Thanks for the many responses I've had to my post yesterday concerning Canada - some very good thoughts and suggestions, including the primary things one needs to remember when in Canada:
"Moving to canada is no big deal, as long as you learn that re is better than er and eh is a verb, noun, and adjective all in one."
The political statement out of the way, its time I got back to why I write this column in the first place ... GOSSIP! Er..., no, XML. Same difference.
The XML Bernie Botts
Watching the W3C at work is very much like shaking out Bertie Bott's Jelly Beans (the kind from Harry Potter that my 11 year old daughter so loves torturing her old father with). Sometimes the specs released by the W3C are very good - a vanilla or taffy flavored jelly bean that's surprisingly delicious. Sometimes the specs are more like "vomit" or "dirt", though with annotations.
The last couple of weeks I'd have to say there were a delightfully high number of blueberry delight and banana split and the worst to come out was still on the order of "grass" - edible, just not all that exciting. We're past the OWL specifications (there's another Harry Potter column coming on if you're not very careful) which quite frankly read like Noam Chomsky had just engaged in a serious argument with Richard Feynman. You had a drought where for a while all that was brewing were small specs like Accessibility, important in their own right but like listening to a lecture about going on dates from your spinster great aunt. Just when I was beginning to despair that the entire friggin' box was filled with "library paste" jelly beans, along came a bunch of very tasty treats indeed.
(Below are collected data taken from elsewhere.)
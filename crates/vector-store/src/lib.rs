//! # Plan Bot Vector Store
//!
//! Corpus loading and the static vector-space models the semantic matcher
//! scores against.
//!
//! ## Architecture
//!
//! ```text
//! corpus dir (plans.json, plan_clusters.json, verbatims.json, plan_text/)
//!     │
//!     ├──> Corpus ─────────────> documents + verbatims (read-only)
//!     │
//!     └──> ModelBuilder (offline)
//!            ├─> Dictionary      token -> term id, document frequencies
//!            ├─> Transform       tf-idf weights | LSI projection
//!            ├─> SimilarityIndex unit-length rows, cosine scoring
//!            └─> plan_ids.json   row -> document id
//!
//! model dir ──> SemanticModel::load(spec) ──> score(tokens) -> Vec<f64>
//! ```
//!
//! Artifacts are plain JSON written atomically; a model only loads when all
//! four files are present and agree on their dimensions.
//!
//! ## Example
//!
//! ```no_run
//! use planbot_text::Preprocessor;
//! use planbot_vector_store::{ModelSpec, SemanticModel};
//!
//! fn main() -> planbot_vector_store::Result<()> {
//!     let model = SemanticModel::load(&ModelSpec::lsa("models"))?;
//!     let tokens = Preprocessor::with_bigrams().preprocess("cancel student debt");
//!     let scores = model.score(&tokens)?;
//!     println!("{} scores", scores.len());
//!     Ok(())
//! }
//! ```

mod builder;
mod corpus;
mod dictionary;
mod error;
mod index;
mod lsi;
mod model;
mod paths;
mod transform;

pub use builder::{ModelBuilder, ModelSet};
pub use corpus::{Corpus, RawCluster};
pub use dictionary::{Dictionary, SparseVector};
pub use error::{Result, VectorStoreError};
pub use index::{SimilarityIndex, SimilarityKind};
pub use lsi::{jacobi_eigen, lsi_projection, DEFAULT_NUM_TOPICS};
pub use model::{ModelKind, ModelSpec, SemanticModel};
pub use paths::{
    ModelPaths, CLUSTERS_FILE_NAME, DICTIONARY_FILE_NAME, IDS_FILE_NAME, PLANS_FILE_NAME,
    PLAN_TEXT_DIR_NAME, VERBATIMS_FILE_NAME,
};
pub use transform::Transform;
- 9 November 2004: XML Binary Characterization Use Cases
- 9 November 2004: xml:id Version 1.0 - Last Call Ends 13 December 2004
- 8 November 2004: Semantic Interpretation for Speech Recognition - Last Call Ends 5 December 2004
- 5 November 2004: XSL Transformations (XSLT) Version 2.0
- 2 November 2004: Assigning Media Types to Binary Data in XML - Last Call Ends 24 November 2004
- 1 November 2004: Timed Text (TT) Authoring Format 1.0 – Distribution Format Exchange Profile (DFXP)
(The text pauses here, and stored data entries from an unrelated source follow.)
use anyhow::{Context, Result};
use clap::{Args, Parser, Subcommand};
use planbot_protocol::{Options, Post};
use planbot_responder::{
    Bot, BotConfig, ChatCompletionEnricher, FallbackStrategy, JsonDirAuditStore, LocalSource,
    MemoryAuditStore, ProcessOutcome, ReplyMode, RunContext,
};
use planbot_search::{evaluate, LabelledPost, MatchContext, SemanticEngine, StrategyScore};
use planbot_vector_store::{Corpus, ModelBuilder, DEFAULT_NUM_TOPICS};
use serde::Serialize;
use std::path::{Path, PathBuf};
use std::sync::Arc;

mod report;

#[derive(Parser)]
#[command(name = "planbot")]
#[command(about = "Answers questions about published policy plans", long_about = None)]
#[command(version)]
struct Cli {
    #[command(subcommand)]
    command: Commands,

    /// Enable verbose logging
    #[arg(short, long, global = true)]
    verbose: bool,

    /// Quiet mode: log only warnings/errors (stdout is reserved for output)
    #[arg(long, global = true)]
    quiet: bool,

    /// Bot config file (TOML or JSON)
    #[arg(long, global = true)]
    config: Option<PathBuf>,

    /// Corpus directory (overrides the config file)
    #[arg(long, global = true)]
    corpus_dir: Option<PathBuf>,

    /// Model directory (overrides the config file)
    #[arg(long, global = true)]
    model_dir: Option<PathBuf>,
}

#[derive(Subcommand)]
enum Commands {
    /// Match one message against the corpus and print the result as JSON
    Match(MatchArgs),

    /// Run the bot over a JSON array of posts
    Process(ProcessArgs),

    /// Train the tfidf and lsa models from the corpus
    #[command(name = "build-models")]
    BuildModels(BuildModelsArgs),

    /// Score the statistical strategies on labelled posts
    Eval(EvalArgs),
}

#[derive(Args)]
struct MatchArgs {
    /// Message text; the trigger word is added when missing
    text: String,

    /// Statistical fallback: lsa, tfidf or token_sort_ratio
    #[arg(long)]
    strategy: Option<String>,
}

#[derive(Args)]
struct ProcessArgs {
    /// JSON array of posts, processed in order
    messages: PathBuf,

    /// Directory for per-post audit records
    #[arg(long, default_value = ".planbot/audit")]
    audit_dir: PathBuf,

    /// JSON-lines file receiving sent replies
    #[arg(long, default_value = ".planbot/outbox.jsonl")]
    outbox: PathBuf,

    /// Actually reply
    #[arg(long)]
    send: bool,

    /// Log replies as sent without sending them (wins over --send)
    #[arg(long)]
    simulate: bool,

    /// Do not write audit records
    #[arg(long)]
    skip_tracking: bool,

    /// Post ids whose replies fail as deleted (comma-separated)
    #[arg(long, value_delimiter = ',')]
    deleted: Vec<String>,
}

#[derive(Args)]
struct BuildModelsArgs {
    /// Upper bound on LSI topics
    #[arg(long, default_value_t = DEFAULT_NUM_TOPICS)]
    num_topics: usize,
}

#[derive(Args)]
struct EvalArgs {
    /// JSON array of labelled posts
    dataset: PathBuf,

    /// Strategies to score (comma-separated)
    #[arg(long, value_delimiter = ',', default_value = "lsa,tfidf,token_sort_ratio")]
    strategies: Vec<String>,

    /// Print the scores as JSON instead of a Markdown report
    #[arg(long)]
    json: bool,

    /// Also write the Markdown report to this path
    #[arg(long)]
    out_md: Option<PathBuf>,
}

#[derive(Serialize)]
struct ProcessedPost<'a> {
    id: &'a str,
    #[serde(flatten)]
    outcome: ProcessOutcome,
}

#[derive(Serialize)]
struct BuildSummary<'a> {
    model_dir: &'a Path,
    documents: usize,
    terms: usize,
    lsa_topics: usize,
}

#[tokio::main]
async fn main() -> Result<()> {
    let mut cli = Cli::parse();

    if matches!(&cli.command, Commands::Eval(args) if args.json) {
        cli.quiet = true;
    }

    let mut builder =
        env_logger::Builder::from_env(env_logger::Env::default().default_filter_or("info"));
    if cli.quiet {
        builder.filter_level(log::LevelFilter::Warn);
    } else if cli.verbose {
        builder.filter_level(log::LevelFilter::Debug);
    }
    builder.target(env_logger::Target::Stderr).init();

    let config = load_config(&cli)?;

    match cli.command {
        Commands::Match(args) => run_match(args, config)?,
        Commands::Process(args) => run_process(args, config).await?,
        Commands::BuildModels(args) => run_build_models(args, &config)?,
        Commands::Eval(args) => run_eval(args, &config)?,
    }

    Ok(())
}

fn load_config(cli: &Cli) -> Result<BotConfig> {
    let mut config = match &cli.config {
        Some(path) => BotConfig::from_file(path)?,
        None => BotConfig::default(),
    };
    if let Some(dir) = &cli.corpus_dir {
        config.corpus_dir = dir.clone();
    }
    if let Some(dir) = &cli.model_dir {
        config.model_dir = dir.clone();
    }
    config.validate()?;
    Ok(config)
}

fn load_corpus(config: &BotConfig) -> Result<Corpus> {
    Corpus::load(&config.corpus_dir)
        .with_context(|| format!("Failed to load corpus from {}", config.corpus_dir.display()))
}

fn read_json_file<T: serde::de::DeserializeOwned>(path: &Path) -> Result<T> {
    let bytes =
        std::fs::read(path).with_context(|| format!("Failed to read {}", path.display()))?;
    serde_json::from_slice(&bytes).with_context(|| format!("Invalid JSON in {}", path.display()))
}

fn run_match(args: MatchArgs, mut config: BotConfig) -> Result<()> {
    if let Some(strategy) = &args.strategy {
        config.strategy = FallbackStrategy::parse(strategy)?;
    }
    let trigger = config.trigger()?;
    let text = if trigger.contains_trigger(&args.text) {
        args.text
    } else {
        format!("{} {}", config.trigger_word, args.text)
    };

    let corpus = load_corpus(&config)?;
    let bot = Bot::new(
        &config,
        corpus,
        Arc::new(LocalSource::default()),
        Arc::new(MemoryAuditStore::new()),
    )?;
    let result = bot.match_text(&text)?;
    println!("{}", serde_json::to_string_pretty(&result)?);
    Ok(())
}

async fn run_process(args: ProcessArgs, mut config: BotConfig) -> Result<()> {
    if args.send || args.simulate {
        config.reply_mode = ReplyMode::from_flags(args.send, args.simulate);
    }
    config.skip_tracking |= args.skip_tracking;

    let posts: Vec<Post> = read_json_file(&args.messages)?;
    let corpus = load_corpus(&config)?;

    if config.reply_mode == ReplyMode::Send {
        if let Some(parent) = args.outbox.parent().filter(|p| !p.as_os_str().is_empty()) {
            tokio::fs::create_dir_all(parent)
                .await
                .with_context(|| format!("Failed to create {}", parent.display()))?;
        }
    }
    let mut source = LocalSource::new(posts.iter().cloned()).with_outbox(&args.outbox);
    for id in &args.deleted {
        source = source.with_deleted(id.clone());
    }

    let mut bot = Bot::new(
        &config,
        corpus,
        Arc::new(source),
        Arc::new(JsonDirAuditStore::new(&args.audit_dir)),
    )?;
    if let Some(enrichment) = &config.enrichment {
        let enricher = ChatCompletionEnricher::from_config(enrichment)
            .context("Failed to set up the enrichment client")?;
        bot = bot.with_enricher(Arc::new(enricher));
    }
    log::info!(
        "Processing {} posts ({:?})",
        posts.len(),
        config.reply_mode
    );

    let mut ctx = RunContext::new();
    let outcomes = bot
        .process_all(&mut ctx, &posts)
        .await
        .context("Run aborted")?;

    let processed: Vec<ProcessedPost<'_>> = outcomes
        .iter()
        .map(|(id, outcome)| ProcessedPost {
            id,
            outcome: *outcome,
        })
        .collect();
    println!("{}", serde_json::to_string_pretty(&processed)?);
    Ok(())
}

fn run_build_models(args: BuildModelsArgs, config: &BotConfig) -> Result<()> {
    let corpus = load_corpus(config)?;
    let models = ModelBuilder::default()
        .with_preprocessor(config.preprocessor())
        .with_num_topics(args.num_topics)
        .build(&corpus)
        .context("Failed to build models")?;
    models
        .save(&config.model_dir)
        .with_context(|| format!("Failed to write models to {}", config.model_dir.display()))?;

    let summary = BuildSummary {
        model_dir: &config.model_dir,
        documents: models.tfidf.len(),
        terms: models.tfidf.dictionary().len(),
        lsa_topics: models.lsa.transform().output_dim(),
    };
    println!("{}", serde_json::to_string_pretty(&summary)?);
    Ok(())
}

fn run_eval(args: EvalArgs, config: &BotConfig) -> Result<()> {
    let posts: Vec<LabelledPost> = read_json_file(&args.dataset)?;
    let corpus = load_corpus(config)?;
    let engine = SemanticEngine::default();
    let options = Options::new();
    let ctx = MatchContext {
        documents: corpus.documents(),
        verbatims: corpus.verbatims(),
        options: &options,
        engine: &engine,
    };

    let mut scores: Vec<StrategyScore> = Vec::with_capacity(args.strategies.len());
    for name in &args.strategies {
        let candidate = BotConfig {
            strategy: FallbackStrategy::parse(name)?,
            model_name: None,
            ..config.clone()
        };
        let chain = candidate.chain();
        let mut score = evaluate(&chain, &ctx, &candidate.trigger()?, &posts)
            .with_context(|| format!("Failed to evaluate '{name}'"))?;
        score.name = candidate.strategy.as_str().to_string();
        scores.push(score);
    }
    report::rank(&mut scores);

    let md = report::render_eval_report(&args.dataset, &scores);
    if let Some(path) = &args.out_md {
        std::fs::write(path, &md)
            .with_context(|| format!("Failed to write report {}", path.display()))?;
    }
    if args.json {
        println!("{}", serde_json::to_string_pretty(&scores)?);
    } else {
        print!("{md}");
    }
    Ok(())
}
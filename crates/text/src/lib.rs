//! # Plan Bot Text
//!
//! Everything that turns a raw message into something a matcher can score.
//!
//! ```text
//! raw message
//!     │
//!     ├──> TriggerExtractor  (span after the last summon keyword)
//!     │
//!     ├──> extract_flags     (remaining text + Options)
//!     │
//!     └──> Preprocessor      (fold → lowercase → strip → stopwords → stem [→ bigrams])
//! ```

mod error;
mod normalizer;
mod preprocess;
mod stopwords;

pub use error::{Result, TextError};
pub use normalizer::{extract_flags, extract_trigger_span, TriggerExtractor};
pub use preprocess::{bigrams, Filter, Preprocessor, MIN_TOKEN_LEN};
pub use stopwords::{is_generic_stopword, DEFAULT_DOMAIN_STOPWORDS};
- 29 October 2004: Pronunciation Lexicon Specification (PLS) Version 1.0 Requirements
- 29 October 2004: XQuery 1.0 and XPath 2.0 Data Model
- 29 October 2004: XQuery 1.0 and XPath 2.0 Functions and Operators
- 29 October 2004: XML Path Language (XPath) 2.0
- 29 October 2004: XQuery 1.0: An XML Query Language
- 29 October 2004: XSLT 2.0 and XQuery 1.0 Serialization
- 27 October 2004: Scalable Vector Graphics (SVG) 1.2 - Last Call Ends 24 November 2004
Even more is hidden in the details here. For instance, I note that in the XSLT Serialization specification, there's not one editor but three: Michael Kay (Saxonica), Norman Walsh (Sun), Henry Zongaro (IBM). A lot of my job entails reading behind the lines and trying to understand the significance, but to me this is a pretty strong indication that both Sun and IBM are watching XSLT2 VERY carefully; you don't put a powerhouse hitter like Norman Walsh (the author of the DocBook specification) on a specification unless you think it'll be important.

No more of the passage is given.